## DATA TO USE
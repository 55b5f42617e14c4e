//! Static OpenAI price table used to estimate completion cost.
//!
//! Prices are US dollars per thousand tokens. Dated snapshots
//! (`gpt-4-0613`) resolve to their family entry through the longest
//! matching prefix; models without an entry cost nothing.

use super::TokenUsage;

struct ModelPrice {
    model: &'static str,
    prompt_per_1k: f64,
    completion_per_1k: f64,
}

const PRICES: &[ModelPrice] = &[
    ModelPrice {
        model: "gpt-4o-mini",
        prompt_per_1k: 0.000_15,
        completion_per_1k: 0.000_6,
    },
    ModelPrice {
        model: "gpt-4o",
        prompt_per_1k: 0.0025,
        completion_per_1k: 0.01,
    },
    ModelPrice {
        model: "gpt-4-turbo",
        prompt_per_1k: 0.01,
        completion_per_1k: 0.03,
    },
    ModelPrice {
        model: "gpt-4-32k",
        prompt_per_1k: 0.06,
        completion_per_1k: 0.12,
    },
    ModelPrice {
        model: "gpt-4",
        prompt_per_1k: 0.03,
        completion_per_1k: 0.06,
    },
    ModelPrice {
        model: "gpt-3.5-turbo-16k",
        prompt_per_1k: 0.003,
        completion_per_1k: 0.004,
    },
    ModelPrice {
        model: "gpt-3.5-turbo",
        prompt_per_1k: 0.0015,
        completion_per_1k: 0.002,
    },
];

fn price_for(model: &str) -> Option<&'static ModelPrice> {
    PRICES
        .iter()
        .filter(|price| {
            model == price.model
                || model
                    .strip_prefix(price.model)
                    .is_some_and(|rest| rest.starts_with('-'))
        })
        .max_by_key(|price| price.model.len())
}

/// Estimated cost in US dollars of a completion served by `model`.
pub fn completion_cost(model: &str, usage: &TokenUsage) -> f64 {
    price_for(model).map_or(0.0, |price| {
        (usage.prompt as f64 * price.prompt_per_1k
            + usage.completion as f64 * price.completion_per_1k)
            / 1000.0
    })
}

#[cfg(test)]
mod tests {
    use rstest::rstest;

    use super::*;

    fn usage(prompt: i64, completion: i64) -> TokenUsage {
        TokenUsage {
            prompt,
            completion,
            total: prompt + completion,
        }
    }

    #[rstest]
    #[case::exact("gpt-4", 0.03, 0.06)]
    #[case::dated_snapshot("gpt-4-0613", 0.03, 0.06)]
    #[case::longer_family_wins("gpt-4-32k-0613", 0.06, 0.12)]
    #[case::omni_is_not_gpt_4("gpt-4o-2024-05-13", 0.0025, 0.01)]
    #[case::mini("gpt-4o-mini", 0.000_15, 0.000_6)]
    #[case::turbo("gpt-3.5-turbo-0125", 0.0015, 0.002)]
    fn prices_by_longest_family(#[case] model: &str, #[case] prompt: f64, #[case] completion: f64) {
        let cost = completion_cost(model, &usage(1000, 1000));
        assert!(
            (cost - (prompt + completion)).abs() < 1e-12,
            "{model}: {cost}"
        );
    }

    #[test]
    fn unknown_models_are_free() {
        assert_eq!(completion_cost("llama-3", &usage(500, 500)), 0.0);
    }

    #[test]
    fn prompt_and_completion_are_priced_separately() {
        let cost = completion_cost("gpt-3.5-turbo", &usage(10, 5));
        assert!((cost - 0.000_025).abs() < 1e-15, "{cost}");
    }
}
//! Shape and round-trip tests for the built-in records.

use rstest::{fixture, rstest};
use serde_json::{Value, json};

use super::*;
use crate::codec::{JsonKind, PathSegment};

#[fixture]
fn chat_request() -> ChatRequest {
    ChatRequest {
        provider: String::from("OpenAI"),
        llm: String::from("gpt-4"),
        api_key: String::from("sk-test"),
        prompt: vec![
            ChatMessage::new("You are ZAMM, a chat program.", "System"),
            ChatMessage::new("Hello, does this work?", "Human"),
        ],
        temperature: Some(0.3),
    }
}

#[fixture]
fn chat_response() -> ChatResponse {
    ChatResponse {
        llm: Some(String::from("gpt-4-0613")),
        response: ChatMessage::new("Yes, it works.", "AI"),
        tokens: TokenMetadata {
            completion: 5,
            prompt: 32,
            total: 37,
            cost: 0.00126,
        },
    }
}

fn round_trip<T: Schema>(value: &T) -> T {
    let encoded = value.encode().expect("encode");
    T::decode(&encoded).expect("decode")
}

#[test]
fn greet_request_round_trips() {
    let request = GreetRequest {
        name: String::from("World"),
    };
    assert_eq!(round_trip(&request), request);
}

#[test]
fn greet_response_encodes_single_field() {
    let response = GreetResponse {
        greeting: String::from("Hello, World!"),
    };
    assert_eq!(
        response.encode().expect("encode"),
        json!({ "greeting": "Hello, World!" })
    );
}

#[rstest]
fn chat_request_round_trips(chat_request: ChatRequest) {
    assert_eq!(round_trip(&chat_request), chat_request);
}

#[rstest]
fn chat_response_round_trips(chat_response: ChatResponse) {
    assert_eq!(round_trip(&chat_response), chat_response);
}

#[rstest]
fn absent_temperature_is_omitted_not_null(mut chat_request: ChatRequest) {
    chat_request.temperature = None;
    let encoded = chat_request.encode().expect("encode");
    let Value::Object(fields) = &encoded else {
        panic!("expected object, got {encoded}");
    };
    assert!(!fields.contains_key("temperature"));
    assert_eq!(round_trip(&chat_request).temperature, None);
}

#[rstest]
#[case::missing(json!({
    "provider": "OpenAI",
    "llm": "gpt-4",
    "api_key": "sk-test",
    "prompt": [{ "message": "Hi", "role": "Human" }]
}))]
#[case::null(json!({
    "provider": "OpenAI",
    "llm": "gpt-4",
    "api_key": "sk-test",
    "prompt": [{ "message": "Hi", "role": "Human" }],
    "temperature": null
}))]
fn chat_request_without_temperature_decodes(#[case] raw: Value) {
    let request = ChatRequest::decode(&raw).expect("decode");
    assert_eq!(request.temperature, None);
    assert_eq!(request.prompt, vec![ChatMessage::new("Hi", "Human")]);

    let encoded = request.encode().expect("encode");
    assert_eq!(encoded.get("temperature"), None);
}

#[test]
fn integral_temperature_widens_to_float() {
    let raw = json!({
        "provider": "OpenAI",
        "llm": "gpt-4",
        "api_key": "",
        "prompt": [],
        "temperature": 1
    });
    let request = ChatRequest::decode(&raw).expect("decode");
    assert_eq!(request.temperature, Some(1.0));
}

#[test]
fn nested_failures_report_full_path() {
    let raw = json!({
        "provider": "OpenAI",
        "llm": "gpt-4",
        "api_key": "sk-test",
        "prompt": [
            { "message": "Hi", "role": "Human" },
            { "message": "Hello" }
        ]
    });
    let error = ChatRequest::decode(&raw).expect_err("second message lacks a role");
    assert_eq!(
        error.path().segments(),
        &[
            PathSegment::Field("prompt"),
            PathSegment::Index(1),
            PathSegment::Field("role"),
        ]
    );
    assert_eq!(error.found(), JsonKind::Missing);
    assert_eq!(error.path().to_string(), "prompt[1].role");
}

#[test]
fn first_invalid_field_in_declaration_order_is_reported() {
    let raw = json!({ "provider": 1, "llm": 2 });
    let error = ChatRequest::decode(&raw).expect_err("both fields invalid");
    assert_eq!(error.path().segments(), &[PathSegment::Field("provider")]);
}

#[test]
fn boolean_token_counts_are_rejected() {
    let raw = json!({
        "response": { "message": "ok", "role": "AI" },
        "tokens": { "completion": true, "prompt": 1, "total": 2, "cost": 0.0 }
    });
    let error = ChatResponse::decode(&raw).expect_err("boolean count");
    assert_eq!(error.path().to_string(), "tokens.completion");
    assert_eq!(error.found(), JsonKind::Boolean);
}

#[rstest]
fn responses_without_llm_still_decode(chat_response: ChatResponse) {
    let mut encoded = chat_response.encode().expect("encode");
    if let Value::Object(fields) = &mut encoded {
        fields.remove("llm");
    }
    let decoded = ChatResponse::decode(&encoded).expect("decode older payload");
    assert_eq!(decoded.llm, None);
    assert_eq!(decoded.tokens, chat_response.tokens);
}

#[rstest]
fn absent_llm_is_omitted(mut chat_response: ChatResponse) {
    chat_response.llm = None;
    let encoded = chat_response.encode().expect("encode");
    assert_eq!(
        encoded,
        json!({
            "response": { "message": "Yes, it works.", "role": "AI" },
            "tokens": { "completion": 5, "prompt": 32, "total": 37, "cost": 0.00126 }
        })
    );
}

## WORK INSTRUCTION
Count the lines above that contain the word "dollars", and give only that number.

## WRITTEN RESPONSE
2